### Try it:
Go to the line below containing "pub mod api;" and print exactly from there through the line containing "EnvFilter::builder()", both included. Print nothing else.

### Records:

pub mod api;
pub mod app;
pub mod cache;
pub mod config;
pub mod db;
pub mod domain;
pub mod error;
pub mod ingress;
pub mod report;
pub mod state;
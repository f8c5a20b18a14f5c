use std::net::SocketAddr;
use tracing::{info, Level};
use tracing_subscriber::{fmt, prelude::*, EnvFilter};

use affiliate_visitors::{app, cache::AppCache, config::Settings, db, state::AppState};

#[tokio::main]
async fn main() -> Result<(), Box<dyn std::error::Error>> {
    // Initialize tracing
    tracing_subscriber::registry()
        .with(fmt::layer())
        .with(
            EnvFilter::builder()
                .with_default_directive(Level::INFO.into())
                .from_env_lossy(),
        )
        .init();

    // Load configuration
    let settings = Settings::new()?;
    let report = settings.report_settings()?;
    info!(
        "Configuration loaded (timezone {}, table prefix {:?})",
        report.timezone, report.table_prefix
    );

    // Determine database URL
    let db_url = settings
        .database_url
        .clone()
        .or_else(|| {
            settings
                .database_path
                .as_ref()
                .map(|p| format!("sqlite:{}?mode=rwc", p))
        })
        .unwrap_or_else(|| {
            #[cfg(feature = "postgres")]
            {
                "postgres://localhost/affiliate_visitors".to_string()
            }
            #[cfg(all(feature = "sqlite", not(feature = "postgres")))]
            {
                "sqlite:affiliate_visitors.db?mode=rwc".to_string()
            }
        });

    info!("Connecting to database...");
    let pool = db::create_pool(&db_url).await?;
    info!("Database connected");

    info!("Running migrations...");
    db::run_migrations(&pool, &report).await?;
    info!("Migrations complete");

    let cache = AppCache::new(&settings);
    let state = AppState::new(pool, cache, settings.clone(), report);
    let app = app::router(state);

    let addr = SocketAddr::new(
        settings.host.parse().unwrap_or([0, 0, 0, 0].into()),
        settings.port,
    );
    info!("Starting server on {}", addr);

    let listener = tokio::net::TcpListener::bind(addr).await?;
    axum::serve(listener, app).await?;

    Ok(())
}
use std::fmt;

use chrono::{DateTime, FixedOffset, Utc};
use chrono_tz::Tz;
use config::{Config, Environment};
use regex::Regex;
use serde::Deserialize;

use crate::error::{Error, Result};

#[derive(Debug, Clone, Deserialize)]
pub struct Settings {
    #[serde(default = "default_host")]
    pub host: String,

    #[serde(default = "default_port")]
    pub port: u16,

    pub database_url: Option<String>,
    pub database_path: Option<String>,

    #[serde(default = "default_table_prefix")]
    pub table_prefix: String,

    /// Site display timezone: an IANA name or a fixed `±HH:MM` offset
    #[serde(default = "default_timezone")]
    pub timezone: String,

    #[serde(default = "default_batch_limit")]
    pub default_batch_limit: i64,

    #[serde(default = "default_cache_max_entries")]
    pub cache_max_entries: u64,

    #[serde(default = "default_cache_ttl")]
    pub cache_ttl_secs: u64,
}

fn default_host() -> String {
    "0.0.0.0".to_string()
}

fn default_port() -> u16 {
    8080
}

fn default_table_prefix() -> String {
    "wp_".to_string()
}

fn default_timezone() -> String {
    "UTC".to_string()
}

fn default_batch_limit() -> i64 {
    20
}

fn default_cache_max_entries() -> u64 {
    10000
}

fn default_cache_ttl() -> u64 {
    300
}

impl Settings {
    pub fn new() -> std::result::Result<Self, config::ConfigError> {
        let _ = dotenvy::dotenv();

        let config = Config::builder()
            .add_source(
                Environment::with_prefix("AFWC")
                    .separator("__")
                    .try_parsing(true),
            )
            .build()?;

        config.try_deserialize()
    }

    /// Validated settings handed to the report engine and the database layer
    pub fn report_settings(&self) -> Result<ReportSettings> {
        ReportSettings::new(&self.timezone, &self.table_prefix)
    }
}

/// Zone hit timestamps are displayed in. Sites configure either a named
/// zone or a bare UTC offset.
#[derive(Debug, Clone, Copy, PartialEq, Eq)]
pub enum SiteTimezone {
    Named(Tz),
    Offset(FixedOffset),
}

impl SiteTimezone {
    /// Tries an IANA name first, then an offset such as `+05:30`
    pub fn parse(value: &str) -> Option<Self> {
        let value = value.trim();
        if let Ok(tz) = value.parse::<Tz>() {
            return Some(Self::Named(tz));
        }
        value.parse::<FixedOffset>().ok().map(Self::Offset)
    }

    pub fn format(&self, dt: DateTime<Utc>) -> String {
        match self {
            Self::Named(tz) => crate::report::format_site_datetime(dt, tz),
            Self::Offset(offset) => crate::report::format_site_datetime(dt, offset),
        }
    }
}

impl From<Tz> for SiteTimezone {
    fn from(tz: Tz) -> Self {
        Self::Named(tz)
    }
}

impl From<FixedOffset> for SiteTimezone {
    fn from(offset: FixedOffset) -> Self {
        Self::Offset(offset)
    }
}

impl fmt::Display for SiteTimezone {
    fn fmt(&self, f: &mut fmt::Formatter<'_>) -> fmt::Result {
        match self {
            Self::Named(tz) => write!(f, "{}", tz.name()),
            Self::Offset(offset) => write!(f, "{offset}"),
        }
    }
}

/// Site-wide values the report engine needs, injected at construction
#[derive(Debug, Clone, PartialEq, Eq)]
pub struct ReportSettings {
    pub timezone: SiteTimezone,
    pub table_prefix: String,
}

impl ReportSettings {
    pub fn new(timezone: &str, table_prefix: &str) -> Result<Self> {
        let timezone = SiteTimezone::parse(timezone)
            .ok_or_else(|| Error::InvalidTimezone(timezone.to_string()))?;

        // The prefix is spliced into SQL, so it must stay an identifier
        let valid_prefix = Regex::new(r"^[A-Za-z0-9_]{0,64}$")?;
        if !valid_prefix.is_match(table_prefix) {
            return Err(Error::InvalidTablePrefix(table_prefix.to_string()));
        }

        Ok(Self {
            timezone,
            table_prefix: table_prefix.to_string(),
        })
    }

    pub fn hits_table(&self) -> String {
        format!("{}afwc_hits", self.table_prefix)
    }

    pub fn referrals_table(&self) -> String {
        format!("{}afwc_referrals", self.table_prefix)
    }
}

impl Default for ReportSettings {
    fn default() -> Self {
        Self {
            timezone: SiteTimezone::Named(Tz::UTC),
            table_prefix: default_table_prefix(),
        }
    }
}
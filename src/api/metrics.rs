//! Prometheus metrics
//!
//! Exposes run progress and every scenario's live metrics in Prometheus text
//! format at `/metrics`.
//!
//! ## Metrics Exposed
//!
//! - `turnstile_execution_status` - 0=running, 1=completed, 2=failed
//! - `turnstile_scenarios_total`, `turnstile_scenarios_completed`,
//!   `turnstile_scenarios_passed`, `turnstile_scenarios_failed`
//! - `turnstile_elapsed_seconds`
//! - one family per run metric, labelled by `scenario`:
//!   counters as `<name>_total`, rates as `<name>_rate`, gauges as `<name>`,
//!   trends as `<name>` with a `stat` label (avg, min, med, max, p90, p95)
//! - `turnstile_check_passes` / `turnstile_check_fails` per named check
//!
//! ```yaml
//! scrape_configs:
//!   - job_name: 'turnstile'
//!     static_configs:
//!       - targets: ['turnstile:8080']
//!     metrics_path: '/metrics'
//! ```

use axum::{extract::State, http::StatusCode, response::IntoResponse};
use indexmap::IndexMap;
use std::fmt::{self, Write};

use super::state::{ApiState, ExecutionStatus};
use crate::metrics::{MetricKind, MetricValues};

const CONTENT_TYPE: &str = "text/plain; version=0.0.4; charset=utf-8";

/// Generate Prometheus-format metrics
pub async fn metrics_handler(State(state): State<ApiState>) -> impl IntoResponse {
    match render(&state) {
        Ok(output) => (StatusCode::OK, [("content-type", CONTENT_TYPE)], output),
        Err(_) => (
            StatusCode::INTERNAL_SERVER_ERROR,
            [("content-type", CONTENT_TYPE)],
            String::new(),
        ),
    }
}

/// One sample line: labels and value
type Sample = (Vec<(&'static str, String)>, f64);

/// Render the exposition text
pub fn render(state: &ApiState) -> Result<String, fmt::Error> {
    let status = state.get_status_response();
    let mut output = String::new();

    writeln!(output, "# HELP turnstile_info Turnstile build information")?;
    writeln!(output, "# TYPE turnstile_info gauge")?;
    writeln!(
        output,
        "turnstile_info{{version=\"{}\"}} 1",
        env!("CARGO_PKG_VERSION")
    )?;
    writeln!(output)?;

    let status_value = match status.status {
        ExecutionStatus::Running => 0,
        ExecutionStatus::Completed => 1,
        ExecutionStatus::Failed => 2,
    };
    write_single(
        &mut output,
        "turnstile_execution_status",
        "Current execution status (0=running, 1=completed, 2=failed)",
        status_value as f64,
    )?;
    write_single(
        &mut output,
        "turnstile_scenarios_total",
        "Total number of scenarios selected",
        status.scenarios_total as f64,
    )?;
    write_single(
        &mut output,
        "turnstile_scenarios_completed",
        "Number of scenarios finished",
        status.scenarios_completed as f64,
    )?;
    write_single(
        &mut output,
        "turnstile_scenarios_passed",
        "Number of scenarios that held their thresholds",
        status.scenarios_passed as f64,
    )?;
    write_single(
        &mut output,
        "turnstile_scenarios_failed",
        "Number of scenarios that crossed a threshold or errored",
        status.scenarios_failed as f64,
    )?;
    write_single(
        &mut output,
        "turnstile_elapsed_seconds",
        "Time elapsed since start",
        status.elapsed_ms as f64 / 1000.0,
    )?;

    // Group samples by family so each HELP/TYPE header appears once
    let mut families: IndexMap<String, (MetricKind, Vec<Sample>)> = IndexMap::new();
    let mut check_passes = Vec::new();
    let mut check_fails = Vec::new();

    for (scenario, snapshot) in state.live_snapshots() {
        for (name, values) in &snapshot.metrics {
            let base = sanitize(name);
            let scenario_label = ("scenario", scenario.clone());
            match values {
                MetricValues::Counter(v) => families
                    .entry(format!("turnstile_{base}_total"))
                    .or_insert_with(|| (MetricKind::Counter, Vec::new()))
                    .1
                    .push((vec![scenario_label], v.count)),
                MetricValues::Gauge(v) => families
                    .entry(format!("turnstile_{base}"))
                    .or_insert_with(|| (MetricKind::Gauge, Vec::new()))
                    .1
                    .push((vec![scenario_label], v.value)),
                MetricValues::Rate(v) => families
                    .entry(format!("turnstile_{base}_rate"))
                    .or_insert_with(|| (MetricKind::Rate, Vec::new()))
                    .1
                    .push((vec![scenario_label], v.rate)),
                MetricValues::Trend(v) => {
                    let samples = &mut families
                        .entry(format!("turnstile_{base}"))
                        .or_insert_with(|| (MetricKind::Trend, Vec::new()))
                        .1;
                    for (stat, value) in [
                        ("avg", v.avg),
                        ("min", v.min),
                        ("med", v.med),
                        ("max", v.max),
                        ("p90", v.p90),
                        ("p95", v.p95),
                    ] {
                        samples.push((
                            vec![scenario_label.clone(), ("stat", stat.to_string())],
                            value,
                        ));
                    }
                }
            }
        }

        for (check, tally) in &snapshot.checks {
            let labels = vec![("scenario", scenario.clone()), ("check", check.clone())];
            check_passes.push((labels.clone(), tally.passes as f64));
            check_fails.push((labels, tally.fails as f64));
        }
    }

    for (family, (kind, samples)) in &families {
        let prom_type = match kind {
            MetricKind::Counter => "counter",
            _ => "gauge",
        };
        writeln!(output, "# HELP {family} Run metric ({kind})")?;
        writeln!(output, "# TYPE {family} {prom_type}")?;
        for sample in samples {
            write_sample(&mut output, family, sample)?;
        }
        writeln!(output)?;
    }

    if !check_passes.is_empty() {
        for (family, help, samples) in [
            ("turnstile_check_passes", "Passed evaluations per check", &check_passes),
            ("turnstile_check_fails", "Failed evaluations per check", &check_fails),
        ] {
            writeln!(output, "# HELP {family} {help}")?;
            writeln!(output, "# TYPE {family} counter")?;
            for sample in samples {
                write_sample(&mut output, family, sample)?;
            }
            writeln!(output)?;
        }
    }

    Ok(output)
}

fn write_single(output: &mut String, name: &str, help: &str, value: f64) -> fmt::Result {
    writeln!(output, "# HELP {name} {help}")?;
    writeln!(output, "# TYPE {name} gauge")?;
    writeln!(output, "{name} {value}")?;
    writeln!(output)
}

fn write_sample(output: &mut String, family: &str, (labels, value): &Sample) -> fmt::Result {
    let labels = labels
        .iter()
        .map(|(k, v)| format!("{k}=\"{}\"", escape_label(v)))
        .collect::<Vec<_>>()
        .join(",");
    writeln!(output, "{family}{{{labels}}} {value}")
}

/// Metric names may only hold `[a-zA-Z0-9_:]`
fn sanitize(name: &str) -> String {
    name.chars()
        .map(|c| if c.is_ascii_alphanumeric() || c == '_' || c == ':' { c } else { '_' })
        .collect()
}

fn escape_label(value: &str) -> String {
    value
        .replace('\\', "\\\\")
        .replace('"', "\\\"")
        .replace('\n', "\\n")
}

...

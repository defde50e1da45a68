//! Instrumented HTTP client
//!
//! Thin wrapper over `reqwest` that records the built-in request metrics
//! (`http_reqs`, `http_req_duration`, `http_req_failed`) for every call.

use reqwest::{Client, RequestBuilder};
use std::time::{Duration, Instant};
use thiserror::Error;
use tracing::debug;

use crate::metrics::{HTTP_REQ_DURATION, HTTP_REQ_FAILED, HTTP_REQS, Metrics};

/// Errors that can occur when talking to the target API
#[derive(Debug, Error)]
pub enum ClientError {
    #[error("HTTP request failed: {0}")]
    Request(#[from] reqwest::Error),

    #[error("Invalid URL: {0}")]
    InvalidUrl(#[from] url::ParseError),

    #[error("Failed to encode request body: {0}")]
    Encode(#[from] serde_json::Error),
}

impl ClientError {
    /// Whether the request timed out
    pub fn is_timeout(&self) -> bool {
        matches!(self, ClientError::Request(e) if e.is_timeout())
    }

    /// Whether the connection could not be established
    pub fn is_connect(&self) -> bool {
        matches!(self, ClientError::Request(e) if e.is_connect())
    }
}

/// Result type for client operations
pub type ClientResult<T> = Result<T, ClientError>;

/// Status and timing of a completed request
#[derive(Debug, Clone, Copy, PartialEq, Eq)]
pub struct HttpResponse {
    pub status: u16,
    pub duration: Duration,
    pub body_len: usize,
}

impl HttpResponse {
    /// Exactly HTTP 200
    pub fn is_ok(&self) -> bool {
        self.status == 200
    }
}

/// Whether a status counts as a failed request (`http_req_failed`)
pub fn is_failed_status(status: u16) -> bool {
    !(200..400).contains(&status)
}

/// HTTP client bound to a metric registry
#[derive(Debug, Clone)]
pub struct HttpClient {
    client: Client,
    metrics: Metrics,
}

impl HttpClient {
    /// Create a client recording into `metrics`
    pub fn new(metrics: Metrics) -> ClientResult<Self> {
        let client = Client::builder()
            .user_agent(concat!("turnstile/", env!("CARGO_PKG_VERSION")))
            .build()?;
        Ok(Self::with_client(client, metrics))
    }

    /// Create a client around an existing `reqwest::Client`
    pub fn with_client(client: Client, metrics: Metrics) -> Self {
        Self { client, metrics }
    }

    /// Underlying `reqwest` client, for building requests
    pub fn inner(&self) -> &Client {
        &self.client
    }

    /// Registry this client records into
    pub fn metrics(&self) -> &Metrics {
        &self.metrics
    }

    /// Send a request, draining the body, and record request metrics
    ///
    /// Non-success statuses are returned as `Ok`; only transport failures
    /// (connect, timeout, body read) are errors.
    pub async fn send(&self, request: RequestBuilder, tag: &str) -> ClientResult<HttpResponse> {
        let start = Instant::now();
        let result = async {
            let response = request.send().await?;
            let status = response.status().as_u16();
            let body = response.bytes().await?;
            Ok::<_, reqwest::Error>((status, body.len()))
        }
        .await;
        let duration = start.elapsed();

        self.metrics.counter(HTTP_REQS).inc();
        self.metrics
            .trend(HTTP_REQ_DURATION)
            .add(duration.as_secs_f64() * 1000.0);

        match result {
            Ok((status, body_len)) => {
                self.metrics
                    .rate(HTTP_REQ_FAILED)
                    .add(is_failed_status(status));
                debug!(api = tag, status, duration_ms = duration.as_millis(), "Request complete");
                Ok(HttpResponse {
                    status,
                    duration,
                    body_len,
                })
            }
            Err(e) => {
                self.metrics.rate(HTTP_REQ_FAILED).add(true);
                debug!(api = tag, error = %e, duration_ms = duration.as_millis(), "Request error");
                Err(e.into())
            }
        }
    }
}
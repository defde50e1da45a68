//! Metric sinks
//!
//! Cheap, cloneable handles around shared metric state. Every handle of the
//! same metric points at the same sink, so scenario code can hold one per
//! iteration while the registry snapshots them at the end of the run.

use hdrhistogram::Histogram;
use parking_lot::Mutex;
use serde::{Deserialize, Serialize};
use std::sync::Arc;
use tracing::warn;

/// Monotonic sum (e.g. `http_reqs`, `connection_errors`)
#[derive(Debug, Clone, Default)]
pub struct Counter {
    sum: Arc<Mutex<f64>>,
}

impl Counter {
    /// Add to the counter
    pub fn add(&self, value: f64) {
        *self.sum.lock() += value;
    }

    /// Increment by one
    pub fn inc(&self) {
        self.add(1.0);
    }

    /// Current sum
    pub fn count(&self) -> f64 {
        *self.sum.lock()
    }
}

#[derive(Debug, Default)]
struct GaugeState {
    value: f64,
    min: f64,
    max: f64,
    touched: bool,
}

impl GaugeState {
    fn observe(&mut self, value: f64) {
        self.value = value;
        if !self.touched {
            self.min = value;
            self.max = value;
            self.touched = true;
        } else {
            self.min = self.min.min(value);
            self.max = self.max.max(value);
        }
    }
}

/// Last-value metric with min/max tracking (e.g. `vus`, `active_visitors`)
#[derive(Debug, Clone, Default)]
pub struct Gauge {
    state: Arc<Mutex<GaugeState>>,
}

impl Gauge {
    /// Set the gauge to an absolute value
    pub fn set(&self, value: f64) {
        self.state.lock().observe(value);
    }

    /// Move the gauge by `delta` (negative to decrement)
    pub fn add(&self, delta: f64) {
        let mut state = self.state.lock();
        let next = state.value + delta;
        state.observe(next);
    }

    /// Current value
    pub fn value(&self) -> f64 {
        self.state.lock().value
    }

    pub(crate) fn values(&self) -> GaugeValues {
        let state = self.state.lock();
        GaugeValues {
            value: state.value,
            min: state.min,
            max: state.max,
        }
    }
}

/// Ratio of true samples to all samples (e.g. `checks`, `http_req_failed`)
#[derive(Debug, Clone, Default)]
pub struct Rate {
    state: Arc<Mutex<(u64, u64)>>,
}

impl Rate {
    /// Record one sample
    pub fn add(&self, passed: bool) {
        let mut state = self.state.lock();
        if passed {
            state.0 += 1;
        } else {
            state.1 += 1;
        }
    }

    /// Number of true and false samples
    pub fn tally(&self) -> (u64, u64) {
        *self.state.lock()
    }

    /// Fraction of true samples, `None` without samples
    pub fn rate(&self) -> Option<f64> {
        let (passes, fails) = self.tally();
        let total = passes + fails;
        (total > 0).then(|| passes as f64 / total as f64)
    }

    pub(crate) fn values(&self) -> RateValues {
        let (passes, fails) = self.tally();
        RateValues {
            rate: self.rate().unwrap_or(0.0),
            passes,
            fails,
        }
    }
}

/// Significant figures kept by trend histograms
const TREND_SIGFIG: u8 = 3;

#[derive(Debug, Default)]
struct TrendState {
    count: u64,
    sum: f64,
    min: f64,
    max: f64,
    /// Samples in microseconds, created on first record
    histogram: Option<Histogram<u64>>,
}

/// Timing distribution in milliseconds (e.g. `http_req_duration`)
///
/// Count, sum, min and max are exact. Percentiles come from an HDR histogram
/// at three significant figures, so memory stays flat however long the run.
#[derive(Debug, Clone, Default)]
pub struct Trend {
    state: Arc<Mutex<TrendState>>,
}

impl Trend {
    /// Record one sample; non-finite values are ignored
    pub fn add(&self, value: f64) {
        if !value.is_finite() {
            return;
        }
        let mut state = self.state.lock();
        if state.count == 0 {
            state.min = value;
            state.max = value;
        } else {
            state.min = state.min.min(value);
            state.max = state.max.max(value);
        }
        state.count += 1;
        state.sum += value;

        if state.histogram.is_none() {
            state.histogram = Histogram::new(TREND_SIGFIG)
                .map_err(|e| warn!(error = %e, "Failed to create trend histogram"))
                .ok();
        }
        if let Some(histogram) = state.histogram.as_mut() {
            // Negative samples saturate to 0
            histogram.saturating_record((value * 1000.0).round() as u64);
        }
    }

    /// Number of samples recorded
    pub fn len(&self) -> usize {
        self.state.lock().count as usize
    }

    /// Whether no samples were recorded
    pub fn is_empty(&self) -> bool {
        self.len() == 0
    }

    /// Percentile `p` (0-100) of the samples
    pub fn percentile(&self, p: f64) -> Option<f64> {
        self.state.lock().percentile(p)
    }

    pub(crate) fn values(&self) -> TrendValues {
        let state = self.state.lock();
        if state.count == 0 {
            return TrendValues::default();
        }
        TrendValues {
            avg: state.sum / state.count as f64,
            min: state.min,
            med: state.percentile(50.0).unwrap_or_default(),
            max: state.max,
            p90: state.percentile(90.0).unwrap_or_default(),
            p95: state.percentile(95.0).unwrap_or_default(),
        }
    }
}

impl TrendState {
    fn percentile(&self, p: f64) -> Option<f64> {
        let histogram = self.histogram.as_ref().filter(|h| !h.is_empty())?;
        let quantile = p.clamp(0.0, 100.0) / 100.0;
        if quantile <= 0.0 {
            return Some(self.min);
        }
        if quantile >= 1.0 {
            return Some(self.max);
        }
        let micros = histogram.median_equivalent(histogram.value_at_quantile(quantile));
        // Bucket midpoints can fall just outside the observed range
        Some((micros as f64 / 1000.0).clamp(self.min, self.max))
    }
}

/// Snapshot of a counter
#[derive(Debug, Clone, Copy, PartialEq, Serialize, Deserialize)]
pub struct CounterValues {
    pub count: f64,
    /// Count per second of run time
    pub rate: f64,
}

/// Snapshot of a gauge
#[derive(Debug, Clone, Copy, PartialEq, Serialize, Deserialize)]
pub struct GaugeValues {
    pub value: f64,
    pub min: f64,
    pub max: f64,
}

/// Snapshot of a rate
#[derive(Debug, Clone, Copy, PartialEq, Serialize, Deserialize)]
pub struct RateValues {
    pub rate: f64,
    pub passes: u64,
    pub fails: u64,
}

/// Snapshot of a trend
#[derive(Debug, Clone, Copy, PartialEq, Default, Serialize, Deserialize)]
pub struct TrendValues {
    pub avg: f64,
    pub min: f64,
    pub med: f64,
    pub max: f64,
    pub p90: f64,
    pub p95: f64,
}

---

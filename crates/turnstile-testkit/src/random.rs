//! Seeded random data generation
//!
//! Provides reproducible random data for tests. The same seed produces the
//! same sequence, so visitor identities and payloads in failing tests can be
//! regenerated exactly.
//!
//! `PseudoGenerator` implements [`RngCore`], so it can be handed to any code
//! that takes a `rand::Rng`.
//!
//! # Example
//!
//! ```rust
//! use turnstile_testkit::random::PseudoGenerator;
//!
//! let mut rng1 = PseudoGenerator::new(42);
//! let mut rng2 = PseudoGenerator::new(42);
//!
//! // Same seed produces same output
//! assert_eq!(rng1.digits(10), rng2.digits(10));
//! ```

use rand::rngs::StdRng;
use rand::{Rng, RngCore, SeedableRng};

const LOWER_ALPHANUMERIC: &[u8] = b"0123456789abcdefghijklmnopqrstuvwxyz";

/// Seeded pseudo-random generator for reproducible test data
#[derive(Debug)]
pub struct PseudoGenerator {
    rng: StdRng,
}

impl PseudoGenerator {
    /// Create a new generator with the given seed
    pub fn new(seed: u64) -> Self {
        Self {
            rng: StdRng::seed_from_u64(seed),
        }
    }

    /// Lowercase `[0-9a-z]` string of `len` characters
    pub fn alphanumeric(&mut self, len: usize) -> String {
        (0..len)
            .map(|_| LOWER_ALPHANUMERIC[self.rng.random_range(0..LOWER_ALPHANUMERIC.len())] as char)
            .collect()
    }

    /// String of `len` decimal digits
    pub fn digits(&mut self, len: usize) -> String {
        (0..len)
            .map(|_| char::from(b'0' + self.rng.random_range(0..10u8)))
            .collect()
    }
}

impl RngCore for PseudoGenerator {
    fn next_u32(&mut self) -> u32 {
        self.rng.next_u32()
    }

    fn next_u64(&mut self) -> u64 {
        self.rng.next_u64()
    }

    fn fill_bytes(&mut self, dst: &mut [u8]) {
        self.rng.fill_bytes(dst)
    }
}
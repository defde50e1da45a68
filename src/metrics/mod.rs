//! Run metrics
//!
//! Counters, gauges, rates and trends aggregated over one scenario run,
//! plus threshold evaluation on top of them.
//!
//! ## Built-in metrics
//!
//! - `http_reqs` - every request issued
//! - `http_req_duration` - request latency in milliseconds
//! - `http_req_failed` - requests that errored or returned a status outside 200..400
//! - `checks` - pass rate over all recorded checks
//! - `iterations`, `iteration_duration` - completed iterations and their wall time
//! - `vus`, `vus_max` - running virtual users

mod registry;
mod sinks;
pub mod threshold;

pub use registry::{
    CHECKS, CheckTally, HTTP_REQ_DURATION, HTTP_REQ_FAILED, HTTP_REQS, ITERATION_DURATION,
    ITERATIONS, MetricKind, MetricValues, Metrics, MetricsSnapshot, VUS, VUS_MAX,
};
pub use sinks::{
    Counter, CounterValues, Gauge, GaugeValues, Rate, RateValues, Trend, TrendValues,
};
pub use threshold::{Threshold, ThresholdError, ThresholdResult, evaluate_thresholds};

### Finished exercise:
pub mod api;
pub mod app;
pub mod cache;
pub mod config;
pub mod db;
pub mod domain;
pub mod error;
pub mod ingress;
pub mod report;
pub mod state;
repository f8c5a20b18a14f5c
use std::net::SocketAddr;
use tracing::{info, Level};
use tracing_subscriber::{fmt, prelude::*, EnvFilter};

use affiliate_visitors::{app, cache::AppCache, config::Settings, db, state::AppState};

#[tokio::main]
async fn main() -> Result<(), Box<dyn std::error::Error>> {
    // Initialize tracing
    tracing_subscriber::registry()
        .with(fmt::layer())
        .with(
            EnvFilter::builder()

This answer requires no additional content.